(Reuters) – Christine Ohuruogu produced an astonishing late charge and defending champion Amantle Montsho committed racing suicide as the Briton won the world 400 meters gold medal by four thousandths of a second on Monday.
Ohuruogu, the former Olympic champion, is famed for her storming home-straight finishes but even she looked out of it as Botswana’s Montsho entered the final 30 meters well clear.
Ohuruogu, however, somehow closed the gap and timed her dip to perfection as Montsho crossed the line entirely vertical having failed miserably to follow the advice given to all athletes from the day they begin competing.
Nobody in the stadium knew who had won but after an anxious wait it was Ohuruogu’s name which came up on the board first.
Montsho, looking stunned, was given the same time of 49.41 but the Briton won by four thousandths of a second and broke the 29-year-old British record in the process.
“I can’t believe I’ve done that, it feels like a dream,” she told reporters.
“I was thinking ‘do what you can, just get over the line’. The icing on the cake is the national record, that’s all I wanted. Whatever you want just go for it, I am really happy I kept believing and trusting in what I could do.
“It is what I have been working towards all season, it was so tight on the line and I was so desperate to win it. I just wanted my name to come up.”
Montsho will long live to regret her failure, unforgivable for such an experienced athlete and doubly so when the most famous come-from-behind runner on the circuit was chasing her home.
“I always have a bad finish. I don’t know how to dip in a race,” she said.
“I didn’t see Christine when she came. If I saw her I could maybe have put my chest out and made it.”
Ohuruogu, world champion in 2007 and Olympic gold medalist in 2008, had looked trimmer in Moscow and qualified for the final looking so comfortable that the personal best she almost certainly needed was on the cards.
She started steadily as usual and was still fourth coming off the final bend.

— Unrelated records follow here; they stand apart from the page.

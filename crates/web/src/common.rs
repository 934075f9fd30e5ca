use axum::{
    extract::{OriginalUri, Query, Request},
    http::{Method, StatusCode},
    response::IntoResponse,
    routing::MethodFilter,
    Json,
};
use model::ExampleData;
use schemars::{schema_for, schema_for_value, JsonSchema};
use serde::{Deserialize, Serialize};
use tours::{geocoder::GeocodingError, RequestError};

use crate::hateoas;

pub type RouteResult<O> = Result<O, RouteErrorResponse>;
pub type HateoasResult<O> = RouteResult<Json<hateoas::Response<O>>>;

/// A `MethodFilter` that matches all http methods.
pub(crate) const METHOD_FILTER_ALL: MethodFilter = MethodFilter::GET
    .or(MethodFilter::POST)
    .or(MethodFilter::PATCH)
    .or(MethodFilter::PUT)
    .or(MethodFilter::DELETE);

// - Services returning commonly used responses -

#[derive(Debug, Deserialize)]
#[serde(rename_all = "camelCase")]
pub(crate) struct SchemaParams {
    #[serde(default)]
    example_data: bool,
}

pub(crate) async fn schema<T: ExampleData + JsonSchema + Serialize>(
    Query(params): Query<SchemaParams>,
) -> impl IntoResponse {
    if params.example_data {
        Json(schema_for_value!(T::example_data()))
    } else {
        Json(schema_for!(T))
    }
}

pub(crate) async fn route_not_found(
    OriginalUri(original_uri): OriginalUri,
    req: Request,
) -> impl IntoResponse {
    RouteErrorResponse::not_found(req.method(), original_uri.path())
}

// - Commonly used responses -

#[serde_with::skip_serializing_none]
#[derive(Debug, Clone, Serialize)]
#[serde(rename_all = "camelCase")]
pub struct RouteErrorResponse {
    #[serde(skip)]
    pub status_code: StatusCode,
    pub http_method: Option<String>,
    pub requested_uri: Option<String>,
    pub message: Option<String>,
    pub detailed_information: Option<String>,
}

impl RouteErrorResponse {
    pub fn new(status_code: StatusCode) -> Self {
        Self {
            status_code,
            http_method: None,
            requested_uri: None,
            message: None,
            detailed_information: None,
        }
    }

    pub fn not_found(method: &Method, uri: impl Into<String>) -> Self {
        Self::new(StatusCode::NOT_FOUND)
            .with_method(method)
            .with_uri(uri)
            .with_default_message()
    }

    pub fn with_method(mut self, method: &Method) -> Self {
        self.http_method = Some(method.to_string());
        self
    }

    pub fn with_uri(mut self, uri: impl Into<String>) -> Self {
        self.requested_uri = Some(uri.into());
        self
    }

    pub fn with_message(mut self, message: impl Into<String>) -> Self {
        self.message = Some(message.into());
        self
    }

    pub fn with_default_message(self) -> Self {
        let message = self
            .status_code
            .canonical_reason()
            .unwrap_or("Unknown error.");
        self.with_message(message)
    }

    pub fn with_detailed_information(mut self, message: impl Into<String>) -> Self {
        self.detailed_information = Some(message.into());
        self
    }
}

impl From<RequestError> for RouteErrorResponse {
    fn from(value: RequestError) -> Self {
        match value {
            RequestError::NotFound => {
                Self::new(StatusCode::NOT_FOUND).with_message("Tour not found.")
            }
            RequestError::Validation(why) => {
                Self::new(StatusCode::BAD_REQUEST).with_message(why.to_string())
            }
            RequestError::Geocoding(why @ GeocodingError::NotFound(_)) => {
                Self::new(StatusCode::BAD_REQUEST).with_message(why.to_string())
            }
            RequestError::Geocoding(why @ GeocodingError::Unavailable(_)) => {
                Self::new(StatusCode::INTERNAL_SERVER_ERROR).with_message(why.to_string())
            }
            RequestError::Storage(why) => Self::new(StatusCode::INTERNAL_SERVER_ERROR)
                .with_message("Could not store the uploaded file.")
                .with_detailed_information(why.to_string()),
            RequestError::Other(why) => Self::new(StatusCode::INTERNAL_SERVER_ERROR)
                .with_default_message()
                .with_detailed_information(why.to_string()),
        }
    }
}

impl IntoResponse for RouteErrorResponse {
    fn into_response(self) -> axum::response::Response {
        (self.status_code, Json(self)).into_response()
    }
}
use schemars::JsonSchema;
use serde::{Deserialize, Serialize};
use utility::id::{HasId, Id};

use crate::{waypoint::Waypoint, ExampleData, WithId};

#[derive(Debug, Clone, Serialize, JsonSchema)]
pub struct Tour {
    pub name: String,
    pub description: String,
    /// Ordered by insertion.
    pub waypoints: Vec<WithId<Waypoint>>,
}

impl HasId for Tour {
    type IdType = i64;
}

impl ExampleData for Tour {
    fn example_data() -> Self {
        Self {
            name: "Kiel Harbour Walk".to_owned(),
            description: "A short stroll along the Kiellinie.".to_owned(),
            waypoints: vec![WithId::new(Id::new(1), Waypoint::example_data())],
        }
    }
}

/// Payload for creating a tour.
#[derive(Debug, Clone, Serialize, Deserialize, JsonSchema)]
pub struct NewTour {
    pub name: String,
    pub description: String,
}

impl NewTour {
    pub fn new<N, D>(name: N, description: D) -> Self
    where
        N: Into<String>,
        D: Into<String>,
    {
        Self {
            name: name.into(),
            description: description.into(),
        }
    }

    pub fn into_tour(self) -> Tour {
        Tour {
            name: self.name,
            description: self.description,
            waypoints: vec![],
        }
    }
}

impl ExampleData for NewTour {
    fn example_data() -> Self {
        Self::new("Kiel Harbour Walk", "A short stroll along the Kiellinie.")
    }
}
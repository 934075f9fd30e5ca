use schemars::JsonSchema;
use serde::{Deserialize, Serialize};
use utility::geo;

/// A resolved position in WGS84 degrees.
#[derive(Debug, Clone, Copy, PartialEq, Serialize, Deserialize, JsonSchema)]
pub struct Coordinates {
    pub latitude: f64,
    pub longitude: f64,
}

impl Coordinates {
    pub fn new(latitude: f64, longitude: f64) -> Self {
        Self {
            latitude,
            longitude,
        }
    }

    pub fn is_valid(&self) -> bool {
        geo::is_valid_coordinate(self.latitude, self.longitude)
    }
}

/// Where a new waypoint should be placed: either at coordinates the caller
/// already knows or at an address that still has to be geocoded.
#[derive(Debug, Clone, PartialEq)]
pub enum Location {
    Coordinates(Coordinates),
    Address(String),
}
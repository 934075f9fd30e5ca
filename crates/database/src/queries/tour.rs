use std::collections::HashMap;

use model::{
    tour::{NewTour, Tour},
    waypoint::Waypoint,
    WithId,
};
use sqlx::{Acquire, Executor, Sqlite};
use tours::database::Result;
use utility::{id::Id, let_also::LetAlso};

use crate::data_model::{tour::TourRow, waypoint::WaypointRow, with_id, with_ids};

use super::convert_error;

pub async fn get<'c, A>(connection: A, id: Id<Tour>) -> Result<WithId<Tour>>
where
    A: Acquire<'c, Database = Sqlite>,
{
    let mut connection = connection.acquire().await.map_err(convert_error)?;

    let tour: TourRow = sqlx::query_as(
        "
        SELECT id, name, description
        FROM tours
        WHERE id = ?;
        ",
    )
    .bind(id.raw())
    .fetch_one(&mut *connection)
    .await
    .map_err(convert_error)?;

    let waypoints: Vec<WaypointRow> = sqlx::query_as(
        "
        SELECT id, name, latitude, longitude, audio_filename, tour_id
        FROM waypoints
        WHERE tour_id = ?
        ORDER BY id;
        ",
    )
    .bind(id.raw())
    .fetch_all(&mut *connection)
    .await
    .map_err(convert_error)?;

    let mut tour = with_id(tour);
    tour.content.waypoints = with_ids(waypoints);
    Ok(tour)
}

/// Fetches one page of tours together with the waypoints of exactly those
/// tours, using one query for each table.
pub async fn get_page<'c, A>(
    connection: A,
    skip: u32,
    limit: u32,
) -> Result<Vec<WithId<Tour>>>
where
    A: Acquire<'c, Database = Sqlite>,
{
    let mut connection = connection.acquire().await.map_err(convert_error)?;

    let tours: Vec<TourRow> = sqlx::query_as(
        "
        SELECT id, name, description
        FROM tours
        ORDER BY id
        LIMIT ? OFFSET ?;
        ",
    )
    .bind(i64::from(limit))
    .bind(i64::from(skip))
    .fetch_all(&mut *connection)
    .await
    .map_err(convert_error)?;

    if tours.is_empty() {
        return Ok(vec![]);
    }

    let waypoints: Vec<WaypointRow> = sqlx::query_as(
        "
        SELECT id, name, latitude, longitude, audio_filename, tour_id
        FROM waypoints
        WHERE tour_id IN (
            SELECT id FROM tours ORDER BY id LIMIT ? OFFSET ?
        )
        ORDER BY id;
        ",
    )
    .bind(i64::from(limit))
    .bind(i64::from(skip))
    .fetch_all(&mut *connection)
    .await
    .map_err(convert_error)?;

    let mut by_tour: HashMap<i64, Vec<WithId<Waypoint>>> = HashMap::new();
    for waypoint in waypoints {
        by_tour
            .entry(waypoint.tour_id)
            .or_default()
            .push(with_id(waypoint));
    }

    tours
        .into_iter()
        .map(|tour| {
            let waypoints = by_tour.remove(&tour.id).unwrap_or_default();
            with_id(tour).also(|tour| tour.content.waypoints = waypoints)
        })
        .collect::<Vec<_>>()
        .let_owned(Ok)
}

pub async fn insert<'c, E>(executor: E, tour: NewTour) -> Result<WithId<Tour>>
where
    E: Executor<'c, Database = Sqlite>,
{
    sqlx::query_as(
        "
        INSERT INTO tours(
            name,
            description
        )
        VALUES (?, ?)
        RETURNING id, name, description;
        ",
    )
    .bind(&tour.name)
    .bind(&tour.description)
    .fetch_one(executor)
    .await
    .map(|row: TourRow| with_id(row))
    .map_err(convert_error)
}

pub async fn exists<'c, E>(executor: E, id: Id<Tour>) -> Result<bool>
where
    E: Executor<'c, Database = Sqlite>,
{
    sqlx::query_scalar("SELECT EXISTS(SELECT 1 FROM tours WHERE id = ?);")
        .bind(id.raw())
        .fetch_one(executor)
        .await
        .map(|found: i64| found != 0)
        .map_err(convert_error)
}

She then went through the field, passing bronze-winning Russian Antonina Krivoshapka (49.78) as if she was going backwards.
With five meters to go it still looked an impossible task yet she somehow achieved it to underline her status as one of Britain’s all-time greats.
“It all came together in this race,” former men’s 400m Olympic champion Michael Johnson told the BBC.
“Every 400m runner knows that Christine Ohuruogu is going to be dangerous on the home straight. I don’t know why Montsho didn’t realize that at the end.
“But three meters from the finish line she wasn’t even in it. It was doing things in the right way that won it. You can see the determination on her face she wasn’t going to leave anything on the track. She wanted it more.”